Figure 5

Correlation of FISH patterns with array detected copy number variability. The discordant results between the array and FISH/RT-qPCR findings may be due to the fact that array CGH uses the relative ratio of segmental DNA copy number in the test DNA and the reference DNA, the latter being a pool of genomic DNA from several different normal individuals. The copy number of a specific clone in the reference DNA pool determines the outcome of an array analysis (typical gain (i) and loss (ii) on the array and FISH are shown in Figure 5A). For clones with a very variable copy number, a loss on the array may simply be the result of fewer copies in the test individual compared to the pool of reference DNA (Figure 5B), and if the number of copies in the test individual is 2, confirmation by any of the methods (FISH or qPCR) may not be possible.
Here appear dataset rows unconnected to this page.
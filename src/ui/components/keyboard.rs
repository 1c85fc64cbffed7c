use egui::{pos2, vec2, Align2, Color32, FontId, Key, Pos2, Rect, Sense, Stroke, StrokeKind, Ui, Vec2};

pub const WHITE_KEY_WIDTH: f32 = 80.0;
pub const WHITE_KEY_HEIGHT: f32 = 280.0;
pub const BLACK_KEY_WIDTH: f32 = 40.0;
pub const BLACK_KEY_HEIGHT: f32 = 180.0;

const OCTAVE_WIDTH: f32 = WHITE_KEY_WIDTH * 7.0;

// Semitone offsets within an octave
const WHITE_OFFSETS: [u8; 7] = [0, 2, 4, 5, 7, 9, 11];
const BLACK_OFFSETS: [u8; 5] = [1, 3, 6, 8, 10];
// Index of the white key each black key sits after
const BLACK_POSITIONS: [usize; 5] = [0, 1, 3, 4, 5];

const WHITE_LABELS: [&str; 7] = ["C", "D", "E", "F", "G", "A", "B"];
const BLACK_LABELS: [&str; 5] = [
    "C#\nD\u{266d}",
    "D#\nE\u{266d}",
    "F#\nG\u{266d}",
    "G#\nA\u{266d}",
    "A#\nB\u{266d}",
];

/// Computer keys and the semitone above the base note they play
const COMPUTER_KEYS: [(Key, u8); 16] = [
    (Key::A, 0),
    (Key::W, 1),
    (Key::S, 2),
    (Key::E, 3),
    (Key::D, 4),
    (Key::F, 5),
    (Key::T, 6),
    (Key::G, 7),
    (Key::Y, 8),
    (Key::H, 9),
    (Key::U, 10),
    (Key::J, 11),
    (Key::K, 12),
    (Key::O, 13),
    (Key::L, 14),
    (Key::P, 15),
];

#[derive(Debug, Clone, PartialEq)]
pub struct PianoKey {
    pub note: u8,
    pub label: &'static str,
    pub is_black: bool,
    /// Position relative to the keyboard's top-left corner
    pub rect: Rect,
}

#[derive(Debug, Clone, Copy, PartialEq, Eq)]
pub enum KeyEvent {
    Pressed(u8),
    Released(u8),
}

/// Lay out `octaves` octaves starting at `base_note`, white keys first so black keys paint on top.
/// Keys above MIDI 127 are left out.
pub fn layout_keys(base_note: u8, octaves: u8) -> Vec<PianoKey> {
    let mut whites = Vec::new();
    let mut blacks = Vec::new();

    for octave in 0..octaves as usize {
        let octave_x = octave as f32 * OCTAVE_WIDTH;
        let octave_note = base_note as usize + octave * 12;

        for (j, (&offset, &label)) in WHITE_OFFSETS.iter().zip(WHITE_LABELS.iter()).enumerate() {
            let Ok(note) = u8::try_from(octave_note + offset as usize) else { continue };
            if note > 127 {
                continue;
            }
            let min = pos2(octave_x + j as f32 * WHITE_KEY_WIDTH, 0.0);
            whites.push(PianoKey {
                note,
                label,
                is_black: false,
                rect: Rect::from_min_size(min, vec2(WHITE_KEY_WIDTH, WHITE_KEY_HEIGHT)),
            });
        }

        for ((&offset, &position), &label) in BLACK_OFFSETS
            .iter()
            .zip(BLACK_POSITIONS.iter())
            .zip(BLACK_LABELS.iter())
        {
            let Ok(note) = u8::try_from(octave_note + offset as usize) else { continue };
            if note > 127 {
                continue;
            }
            let x = octave_x + position as f32 * WHITE_KEY_WIDTH + WHITE_KEY_WIDTH
                - BLACK_KEY_WIDTH / 2.0;
            blacks.push(PianoKey {
                note,
                label,
                is_black: true,
                rect: Rect::from_min_size(pos2(x, 0.0), vec2(BLACK_KEY_WIDTH, BLACK_KEY_HEIGHT)),
            });
        }
    }

    whites.extend(blacks);
    whites
}

/// Note under `pos`; black keys win over the white keys beneath them.
pub fn key_at(keys: &[PianoKey], pos: Pos2) -> Option<u8> {
    keys.iter()
        .filter(|key| key.rect.contains(pos))
        .max_by_key(|key| key.is_black)
        .map(|key| key.note)
}

/// On-screen piano keyboard. Monophonic: at most one key is held at a time.
pub struct Keyboard {
    base_note: u8,
    keys: Vec<PianoKey>,
    held: Option<u8>,
}

impl Keyboard {
    pub fn new(base_note: u8, octaves: u8) -> Self {
        Self {
            base_note,
            keys: layout_keys(base_note, octaves),
            held: None,
        }
    }

    pub fn keys(&self) -> &[PianoKey] {
        &self.keys
    }

    pub fn held(&self) -> Option<u8> {
        self.held
    }

    pub fn size(&self) -> Vec2 {
        let width = self
            .keys
            .iter()
            .map(|key| key.rect.max.x)
            .fold(0.0f32, f32::max);
        vec2(width, WHITE_KEY_HEIGHT)
    }

    /// Note played by a computer key, if it maps onto the keyboard.
    pub fn computer_key_note(&self, key: Key) -> Option<u8> {
        COMPUTER_KEYS
            .iter()
            .find(|(mapped, _)| *mapped == key)
            .and_then(|(_, offset)| self.base_note.checked_add(*offset))
            .filter(|note| self.keys.iter().any(|k| k.note == *note))
    }

    /// Move to `desired` and report what the engine has to do about it.
    pub fn transition(&mut self, desired: Option<u8>) -> Option<KeyEvent> {
        if desired == self.held {
            return None;
        }
        let previous = std::mem::replace(&mut self.held, desired);
        match (previous, desired) {
            (_, Some(note)) => Some(KeyEvent::Pressed(note)),
            (Some(note), None) => Some(KeyEvent::Released(note)),
            (None, None) => None,
        }
    }

    /// Draw the keyboard and return the key change caused by this frame's input.
    pub fn show(&mut self, ui: &mut Ui) -> Option<KeyEvent> {
        let (rect, response) = ui.allocate_exact_size(self.size(), Sense::click_and_drag());

        let pointer_note = if response.is_pointer_button_down_on() {
            response
                .interact_pointer_pos()
                .and_then(|pos| key_at(&self.keys, (pos - rect.min).to_pos2()))
        } else {
            None
        };
        let typed_note = ui.input(|input| {
            COMPUTER_KEYS
                .iter()
                .filter(|(key, _)| input.key_down(*key))
                .find_map(|(key, _)| self.computer_key_note(*key))
        });
        let event = self.transition(pointer_note.or(typed_note));

        let painter = ui.painter_at(rect);
        for key in &self.keys {
            let key_rect = key.rect.translate(rect.min.to_vec2());
            let pressed = self.held == Some(key.note);
            let (fill, text) = match (key.is_black, pressed) {
                (false, false) => (Color32::WHITE, Color32::BLACK),
                (false, true) => (Color32::from_rgb(178, 235, 242), Color32::BLACK),
                (true, false) => (Color32::BLACK, Color32::WHITE),
                (true, true) => (Color32::from_rgb(0, 131, 143), Color32::WHITE),
            };
            painter.rect_filled(key_rect, 2.0, fill);
            painter.rect_stroke(
                key_rect,
                2.0,
                Stroke::new(1.0, Color32::DARK_GRAY),
                StrokeKind::Inside,
            );
            painter.text(
                key_rect.center_bottom() - vec2(0.0, 12.0),
                Align2::CENTER_BOTTOM,
                key.label,
                FontId::proportional(14.0),
                text,
            );
        }

        event
    }
}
Conversely, the gain on the array is the result of the presence of more copies of the specific DNA segment in the test DNA compared to the reference (Figure 5C). If the gain occurred as a tandem duplication (or multiplication) of the DNA segment, its detection may not be possible by FISH due to limited resolution. Alternatively, if the gain involved only some sections of the DNA segment, then it may not be detectable by RT-qPCR as typically only a small number of short sequences within non-repeated DNA segments within each region are used for analysis.